use glam::{EulerRot, Mat4, Quat, Vec2};

/// Constant-rate rotation about X and Y, accumulated over time.
#[derive(Clone, Copy, Debug, Default, PartialEq)]
pub struct Spin {
    /// Accumulated angles in radians (x, y).
    pub angle: Vec2,
    /// Radians per second (x, y).
    pub rate: Vec2,
}

impl Spin {
    pub fn new(rate: [f32; 2]) -> Self {
        Self {
            angle: Vec2::ZERO,
            rate: Vec2::from_array(rate),
        }
    }

    pub fn advance(&mut self, dt_sec: f32) {
        self.angle += self.rate * dt_sec.max(0.0);
        // wrap to one turn
        self.angle.x %= std::f32::consts::TAU;
        self.angle.y %= std::f32::consts::TAU;
    }

    /// Euler angles in XYZ order.
    pub fn quat(&self) -> Quat {
        Quat::from_euler(EulerRot::XYZ, self.angle.x, self.angle.y, 0.0)
    }

    pub fn matrix(&self) -> Mat4 {
        Mat4::from_quat(self.quat())
    }
}

#[cfg(test)]
mod tests {
    use super::*;

    #[test]
    fn advances_at_rate() {
        let mut s = Spin::new([0.12, 0.30]);
        s.advance(2.0);
        assert!((s.angle - Vec2::new(0.24, 0.60)).length() < 1e-6);
        s.advance(-1.0);
        assert!((s.angle - Vec2::new(0.24, 0.60)).length() < 1e-6);
    }
}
■ ■ ■ ■
_EXERCISE GOAL_
Please reproduce the listing exactly, keeping every line as it is.

_ANSWER BELOW_
use glam::{EulerRot, Mat4, Quat, Vec2};

/// Constant-rate rotation about X and Y, accumulated over time.
#[derive(Clone, Copy, Debug, Default, PartialEq)]
pub struct Spin {
    /// Accumulated angles in radians (x, y).
    pub angle: Vec2,
    /// Radians per second (x, y).
    pub rate: Vec2,
}

impl Spin {
    pub fn new(rate: [f32; 2]) -> Self {
        Self {
            angle: Vec2::ZERO,
            rate: Vec2::from_array(rate),
        }
    }

    pub fn advance(&mut self, dt_sec: f32) {
        self.angle += self.rate * dt_sec.max(0.0);
        // wrap to one turn
        self.angle.x %= std::f32::consts::TAU;
        self.angle.y %= std::f32::consts::TAU;
    }

    /// Euler angles in XYZ order.
    pub fn quat(&self) -> Quat {
        Quat::from_euler(EulerRot::XYZ, self.angle.x, self.angle.y, 0.0)
    }

    pub fn matrix(&self) -> Mat4 {
        Mat4::from_quat(self.quat())
    }
}

#[cfg(test)]
mod tests {
    use super::*;

    #[test]
    fn advances_at_rate() {
        let mut s = Spin::new([0.12, 0.30]);
        s.advance(2.0);
        assert!((s.angle - Vec2::new(0.24, 0.60)).length() < 1e-6);
        s.advance(-1.0);
        assert!((s.angle - Vec2::new(0.24, 0.60)).length() < 1e-6);
    }
}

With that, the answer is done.